Application Performance Monitoring (APM) for Magento 2

While server and infrastructure monitoring are crucial, understanding application-level performance bottlenecks within Magento 2 itself requires specialized tools.

Integrating APM Tools

Consider integrating an Application Performance Monitoring (APM) solution. Popular choices include:

New Relic
Datadog APM
Dynatrace
AWS X-Ray (for distributed tracing, can be integrated with other APM tools)

These tools provide deep insights into:

Transaction tracing: Identifying slow page loads, API calls, and background tasks.
Database query performance: Pinpointing inefficient SQL queries.
External service calls: Monitoring latency and errors from third-party integrations.
Code-level profiling: Pinpointing specific functions or methods causing performance issues.

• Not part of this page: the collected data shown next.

use crate::core::models::{Account, Role};
use crate::utils::error::ApiError;
use sea_orm::Set;
use sea_orm::entity::prelude::*;
use serde::{Deserialize, Serialize};
use std::str::FromStr;

/// Account database model
#[derive(Clone, Debug, PartialEq, DeriveEntityModel, Eq, Serialize, Deserialize)]
#[sea_orm(table_name = "accounts")]
pub struct Model {
    /// Account ID (UUID)
    #[sea_orm(primary_key, auto_increment = false)]
    pub id: Uuid,

    /// Email address (unique)
    #[sea_orm(unique)]
    pub email: String,

    /// bcrypt password hash
    pub password_hash: String,

    /// Role name: ADMIN, MEDICO or PACIENTE
    pub role: String,

    /// Deactivated accounts fail authentication
    pub active: bool,

    /// Creation timestamp
    pub created_at: DateTimeWithTimeZone,

    /// Last update timestamp
    pub updated_at: DateTimeWithTimeZone,
}

/// Account entity relations
#[derive(Copy, Clone, Debug, EnumIter, DeriveRelation)]
pub enum Relation {
    /// Doctor profile, MEDICO accounts only
    #[sea_orm(has_one = "super::doctor::Entity")]
    Doctor,

    /// Patient profile, PACIENTE accounts only
    #[sea_orm(has_one = "super::patient::Entity")]
    Patient,
}

impl Related<super::doctor::Entity> for Entity {
    fn to() -> RelationDef {
        Relation::Doctor.def()
    }
}

impl Related<super::patient::Entity> for Entity {
    fn to() -> RelationDef {
        Relation::Patient.def()
    }
}

impl ActiveModelBehavior for ActiveModel {}

impl Model {
    /// Convert the row into the domain account
    pub fn to_domain(&self) -> crate::utils::error::Result<Account> {
        let role = Role::from_str(&self.role).map_err(|e| {
            ApiError::internal(format!("Corrupt account row {}: {}", self.id, e))
        })?;

        Ok(Account {
            id: self.id,
            email: self.email.clone(),
            password_hash: self.password_hash.clone(),
            role,
            active: self.active,
            created_at: self.created_at.naive_utc().and_utc(),
            updated_at: self.updated_at.naive_utc().and_utc(),
        })
    }

    /// Active model for a new account
    pub fn new_active(email: &str, password_hash: &str, role: Role) -> ActiveModel {
        let now = chrono::Utc::now();
        ActiveModel {
            id: Set(Uuid::new_v4()),
            email: Set(email.to_string()),
            password_hash: Set(password_hash.to_string()),
            role: Set(role.to_string()),
            active: Set(true),
            created_at: Set(now.into()),
            updated_at: Set(now.into()),
        }
    }
}
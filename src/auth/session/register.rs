//! Account registration

use super::types::{MIN_PASSWORD_LEN, RegisterRequest, SessionGrant, present, present_secret};
use crate::auth::system::AuthSystem;
use crate::core::models::{
    Account, AccountWithProfile, NewDoctorProfile, NewPatientProfile, Profile, Role,
};
use crate::storage::database::RegistrationTx;
use crate::utils::error::{ApiError, Result};
use chrono::NaiveDate;
use std::str::FromStr;
use tracing::{info, warn};

const REQUIRED_FIELDS: [&str; 4] = ["email", "senha", "tipo", "nome"];

impl AuthSystem {
    /// Register an account with its role profile and issue its first token.
    ///
    /// The account and profile are written in one transaction; a profile that fails
    /// validation or insertion leaves no account behind.
    pub async fn register(&self, request: &RegisterRequest) -> Result<SessionGrant> {
        let (Some(email), Some(password), Some(role), Some(name)) = (
            present(&request.email),
            present_secret(&request.password),
            present(&request.role),
            present(&request.name),
        ) else {
            return Err(ApiError::missing_fields(
                "Dados obrigatórios não fornecidos",
                REQUIRED_FIELDS.to_vec(),
            ));
        };

        let role = Role::from_str(role).map_err(|_| {
            ApiError::invalid_choice(
                "Tipo de usuário inválido",
                Role::ALL.iter().map(Role::as_str).collect(),
            )
        })?;

        if password.chars().count() < MIN_PASSWORD_LEN {
            return Err(ApiError::validation(format!(
                "Senha deve ter pelo menos {} caracteres",
                MIN_PASSWORD_LEN
            )));
        }

        info!("Registering new {} account: {}", role, email);

        if self.storage.db().email_exists(email).await? {
            return Err(ApiError::DuplicateEmail);
        }

        let password_hash = self.hasher.hash(password).await?;

        let tx = self.storage.db().begin_registration().await?;
        let written = write_registration(&tx, email, &password_hash, role, name, request).await;
        let identity = match written {
            Ok(identity) => {
                tx.commit().await?;
                identity
            }
            Err(e) => {
                if let Err(rollback_err) = tx.rollback().await {
                    warn!("Registration rollback failed: {}", rollback_err);
                }
                return Err(e);
            }
        };

        let account = &identity.account;
        let token = self.jwt.issue(account.id, &account.email, account.role)?;

        info!("Account registered: {}", account.id);
        Ok(SessionGrant {
            identity,
            token,
            expires_in: self.jwt.expires_in_label().to_string(),
        })
    }
}

async fn write_registration(
    tx: &RegistrationTx,
    email: &str,
    password_hash: &str,
    role: Role,
    name: &str,
    request: &RegisterRequest,
) -> Result<AccountWithProfile> {
    let account: Account = tx.insert_account(email, password_hash, role).await?;

    let profile = match role {
        Role::Admin => None,
        Role::Medico => {
            let fields = doctor_fields(name, request)?;
            Some(Profile::Doctor(tx.insert_doctor(account.id, &fields).await?))
        }
        Role::Paciente => {
            let fields = patient_fields(name, request)?;
            Some(Profile::Patient(tx.insert_patient(account.id, &fields).await?))
        }
    };

    Ok(AccountWithProfile::new(account, profile))
}

fn doctor_fields(name: &str, request: &RegisterRequest) -> Result<NewDoctorProfile> {
    let (Some(crm), Some(specialty)) = (present(&request.crm), present(&request.specialty)) else {
        return Err(ApiError::validation(
            "CRM e especialidade são obrigatórios para médicos",
        ));
    };

    Ok(NewDoctorProfile {
        name: name.to_string(),
        crm: crm.to_string(),
        specialty: specialty.to_string(),
        phone: present(&request.phone).map(str::to_string),
    })
}

fn patient_fields(name: &str, request: &RegisterRequest) -> Result<NewPatientProfile> {
    let Some(cpf) = present(&request.cpf) else {
        return Err(ApiError::validation("CPF é obrigatório para pacientes"));
    };

    let birth_date = match present(&request.birth_date) {
        Some(raw) => parse_birth_date(raw)?,
        None => default_birth_date(),
    };

    Ok(NewPatientProfile {
        name: name.to_string(),
        cpf: cpf.to_string(),
        birth_date,
        phone: present(&request.phone).map(str::to_string),
        address: present(&request.address).map(str::to_string),
        sus_card: present(&request.sus_card).map(str::to_string),
    })
}

/// Accepts `YYYY-MM-DD` or a full timestamp starting with one
pub(crate) fn parse_birth_date(raw: &str) -> Result<NaiveDate> {
    let date_part = raw.get(..10).unwrap_or(raw);
    NaiveDate::parse_from_str(date_part, "%Y-%m-%d")
        .map_err(|_| ApiError::validation("Data de nascimento inválida"))
}

pub(crate) fn default_birth_date() -> NaiveDate {
    NaiveDate::from_ymd_opt(1990, 1, 1).unwrap_or_default()
}
//! Helper functions for creating specific error types

use super::types::{ApiError, AuthFailure, FieldHint};
use crate::core::models::Role;

impl ApiError {
    pub fn validation<S: Into<String>>(message: S) -> Self {
        Self::Validation {
            message: message.into(),
            hint: None,
        }
    }

    pub fn missing_fields<S: Into<String>>(message: S, required: Vec<&'static str>) -> Self {
        Self::Validation {
            message: message.into(),
            hint: Some(FieldHint::Required(required)),
        }
    }

    pub fn invalid_choice<S: Into<String>>(message: S, allowed: Vec<&'static str>) -> Self {
        Self::Validation {
            message: message.into(),
            hint: Some(FieldHint::Allowed(allowed)),
        }
    }

    pub fn unauthenticated(failure: AuthFailure) -> Self {
        Self::Unauthenticated(failure)
    }

    pub fn forbidden<S: Into<String>>(message: S, user_type: Option<Role>) -> Self {
        Self::Forbidden {
            message: message.into(),
            user_type,
        }
    }

    pub fn not_found<S: Into<String>>(message: S) -> Self {
        Self::NotFound(message.into())
    }

    pub fn config<S: Into<String>>(message: S) -> Self {
        Self::Config(message.into())
    }

    pub fn crypto<S: Into<String>>(message: S) -> Self {
        Self::Crypto(message.into())
    }

    pub fn internal<S: Into<String>>(message: S) -> Self {
        Self::Internal(message.into())
    }

    /// The authentication failure carried by this error, if any
    pub fn auth_failure(&self) -> Option<AuthFailure> {
        match self {
            Self::Unauthenticated(failure) => Some(*failure),
            _ => None,
        }
    }

    /// Whether the error is a system failure rather than a client mistake
    pub fn is_internal(&self) -> bool {
        matches!(
            self,
            Self::Config(_)
                | Self::Database(_)
                | Self::Yaml(_)
                | Self::Io(_)
                | Self::Jwt(_)
                | Self::Crypto(_)
                | Self::Internal(_)
        )
    }
}
use crate::core::models::{Appointment, AppointmentStatus, NewAppointment};
use crate::utils::error::ApiError;
use sea_orm::Set;
use sea_orm::entity::prelude::*;
use serde::{Deserialize, Serialize};
use std::str::FromStr;

/// Appointment database model
#[derive(Clone, Debug, PartialEq, DeriveEntityModel, Eq, Serialize, Deserialize)]
#[sea_orm(table_name = "appointments")]
pub struct Model {
    #[sea_orm(primary_key, auto_increment = false)]
    pub id: Uuid,

    pub scheduled_at: DateTimeWithTimeZone,

    pub reason: String,

    pub notes: Option<String>,

    /// AGENDADA, CONFIRMADA, REALIZADA or CANCELADA
    pub status: String,

    pub doctor_id: Uuid,

    pub patient_id: Uuid,

    pub created_at: DateTimeWithTimeZone,

    pub updated_at: DateTimeWithTimeZone,
}

#[derive(Copy, Clone, Debug, EnumIter, DeriveRelation)]
pub enum Relation {
    /// Profiles with appointments cannot be deleted
    #[sea_orm(
        belongs_to = "super::doctor::Entity",
        from = "Column::DoctorId",
        to = "super::doctor::Column::Id",
        on_delete = "Restrict"
    )]
    Doctor,

    #[sea_orm(
        belongs_to = "super::patient::Entity",
        from = "Column::PatientId",
        to = "super::patient::Column::Id",
        on_delete = "Restrict"
    )]
    Patient,
}

impl Related<super::doctor::Entity> for Entity {
    fn to() -> RelationDef {
        Relation::Doctor.def()
    }
}

impl Related<super::patient::Entity> for Entity {
    fn to() -> RelationDef {
        Relation::Patient.def()
    }
}

impl ActiveModelBehavior for ActiveModel {}

impl Model {
    pub fn to_domain(&self) -> crate::utils::error::Result<Appointment> {
        let status = AppointmentStatus::from_str(&self.status).map_err(|e| {
            ApiError::internal(format!("Corrupt appointment row {}: {}", self.id, e))
        })?;

        Ok(Appointment {
            id: self.id,
            scheduled_at: self.scheduled_at.naive_utc().and_utc(),
            reason: self.reason.clone(),
            notes: self.notes.clone(),
            status,
            doctor_id: self.doctor_id,
            patient_id: self.patient_id,
            created_at: self.created_at.naive_utc().and_utc(),
            updated_at: self.updated_at.naive_utc().and_utc(),
        })
    }

    pub fn new_active(appointment: &NewAppointment) -> ActiveModel {
        let now = chrono::Utc::now();
        ActiveModel {
            id: Set(Uuid::new_v4()),
            scheduled_at: Set(appointment.scheduled_at.into()),
            reason: Set(appointment.reason.clone()),
            notes: Set(appointment.notes.clone()),
            status: Set(AppointmentStatus::default().to_string()),
            doctor_id: Set(appointment.doctor_id),
            patient_id: Set(appointment.patient_id),
            created_at: Set(now.into()),
            updated_at: Set(now.into()),
        }
    }
}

For Magento 2, APM is invaluable for diagnosing issues that don’t manifest as simple CPU or memory spikes, such as slow database queries, inefficient third-party API calls, or poorly optimized Magento modules.

Alerting Strategy and Incident Response

Effective monitoring is only half the battle; a well-defined alerting and incident response strategy is critical.

Consolidating Alerts

Use AWS Simple Notification Service (SNS) to consolidate alerts from CloudWatch Alarms. Route these SNS topics to appropriate destinations:

Email: For less critical alerts or initial notifications.
PagerDuty/Opsgenie: For critical alerts requiring immediate attention and on-call rotation.
Slack/Microsoft Teams: For team-wide visibility and discussion.

Alerting Best Practices

Implement the following:

Actionable Alerts: Each alert should clearly state the problem, the affected service, and ideally, suggest remediation steps.
Avoid Alert Fatigue: Tune thresholds carefully. Use multi-condition alarms (e.g., CPU high AND error rate high) to reduce noise. Implement alert silencing during planned maintenance.
Severity Levels: Differentiate between critical (e.g., site down, Redis unavailable) and warning (e.g., high cache miss rate) alerts.
Runbooks: Maintain runbooks for common alert types, detailing step-by-step procedures for diagnosis and resolution.

Conclusion

A comprehensive monitoring strategy for Magento 2 on AWS involves a blend of infrastructure metrics, application-specific logs and custom metrics, web server performance, and robust Redis cluster health checks. By leveraging AWS CloudWatch, the CloudWatch Agent, and potentially APM tools, coupled with a well-defined alerting strategy, you can ensure the stability, performance, and availability of your Magento 2 application.